Interspecific Hybrids
Another possible mode of evolution of yeast in the genusSaccharomyces is the formation of interspecific hybrids. Haploid cells or spores of S. cerevisiae, S. bayanus (S. uvarum), and S. paradoxus (S. douglassi) are able to mate with each other and form zygotes that will sporulate. But these zygotes when sporulated are sterile; none of the spores survive. This is presumably because of sequence divergence among the different species that prevents meiotic pairing and recombination. There are also several translocations among S. cerevisiae, S. bayanus, and S. paradoxus. Ryu et al. (1996) have constructed hybrids between several of these species and find sterility in all combinations tested.
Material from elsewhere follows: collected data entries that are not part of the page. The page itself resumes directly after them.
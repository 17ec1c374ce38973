//! Integration tests for wrapping and URL encoding.

use super::helpers::{
    load_fixture, percent_decode, HIGHLIGHT_LINKS_MINIFIED, WORD_COUNT_MINIFIED,
};
use minifylet::bookmarklet::wrap::{WRAP_PREFIX, WRAP_SUFFIX};
use minifylet::bookmarklet::{encode, wrap, JAVASCRIPT_SCHEME};
use minifylet::minify::strip;

#[test]
fn wrapped_fixture_contains_minified_code_exactly() {
    let code = strip(&load_fixture("highlight_links.js")).unwrap();
    let wrapped = wrap(code, true);
    assert_eq!(
        wrapped.as_str(),
        format!("{}{}{}", WRAP_PREFIX, HIGHLIGHT_LINKS_MINIFIED, WRAP_SUFFIX)
    );
}

#[test]
fn encoding_decodes_back_to_wrapped_code() {
    let sources = [
        load_fixture("highlight_links.js"),
        load_fixture("word_count.js"),
        load_fixture("no_semicolons.js"),
        "alert('100% ‘smart’ done #1 <b>');".to_string(),
    ];
    for source in sources {
        let wrapped = wrap(strip(&source).unwrap(), true);
        let encoded = encode(&wrapped);
        assert_eq!(percent_decode(encoded.as_str()), wrapped.as_str());
        assert!(
            encoded
                .as_str()
                .chars()
                .all(|c| c == '%' || encode::is_url_safe(c)),
            "{}",
            encoded
        );
    }
}

#[test]
fn highlight_links_url() {
    let wrapped = wrap(strip(&load_fixture("highlight_links.js")).unwrap(), true);
    assert_eq!(
        encode(&wrapped).url(),
        "javascript:void((function(){(function(){var%20links=document.querySelectorAll('a');for(var%20i=0;i%3Clinks.length;i++){links[i].style.background=%22yellow%22;}%0Aalert(links.length+'%20links');})();})())"
    );
}

#[test]
fn word_count_url_without_wrap() {
    let wrapped = wrap(strip(&load_fixture("word_count.js")).unwrap(), false);
    assert_eq!(wrapped.as_str(), WORD_COUNT_MINIFIED);
    insta::assert_snapshot!(encode(&wrapped).url(), @r"javascript:var%20text=String(window.getSelection());var%20words=text.split(/\s+/).filter(function(w){return%20w.length%3E0;});alert(%22Words:%20%22+words.length);");
}

#[test]
fn url_starts_with_scheme_once() {
    let wrapped = wrap(strip("javascript:alert(1)").unwrap(), false);
    let url = encode(&wrapped).url();
    assert!(url.starts_with(JAVASCRIPT_SCHEME));
    assert_eq!(url.matches(JAVASCRIPT_SCHEME).count(), 1);
    assert_eq!(url, "javascript:alert(1)");
}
They argue correctly that sterility of crosses is the only reliable criterion of species distinctions.
There are also reports of another interesting feature of interspecific hybrids. The brewing yeast S. carlsbergensis has been shown to be a hybrid of S. cerevisiae and some other species, perhapsS. monacensis, and also to have changed to a tetraploid (Kiellen-Brandt et al. 1995). This strain was isolated by Hansen in 1908. Some of the chromosomes in this strain are a combination of two different species. The hybrid nature of this strain may be responsible for its popularity as a brewing strain. Two other strains, S6U (Ciolfi 1994) and C1D1, are hybrids of S. cerevisiae and S. bayanus. This has been confirmed by molecular evidence. PCR analysis of the met2 gene allows discrimination between these two species. These two strains give patterns characteristic of strains that have the properties of both species. We have carried out a genetic analysis of S6U and have found that it had ≤100% spore viability which was unexpected for an interspecific hybrid. We also found out that the spores of S6U are unable to mate, do not form twin zygotes (Winge 1935), and sporulate to yield sterile spores. We have concluded that this strain is an allotetraploid (C. Baccari, J. Gaine, and R. Mortimer, unpubl.). S. bayanus strains produce ∼10 times the concentration of the aroma compounds β-phenethyl alcohol and β-phenethyl acetate in wines as does S. cerevisiae and the hybrids produce intermediate concentrations of these compounds (Kishimoto 1994; Sinohara et al. 1994; Masneuf et al. 1998). This is probably one reason that this strain was chosen as a commercial wine strain.
In conclusion, natural wine yeast have tremendous diversity and about two-thirds has one or more heterozygosities. Most wine strains are homothallic and diploid and they evolve rapidly by the process of Genome Renewal.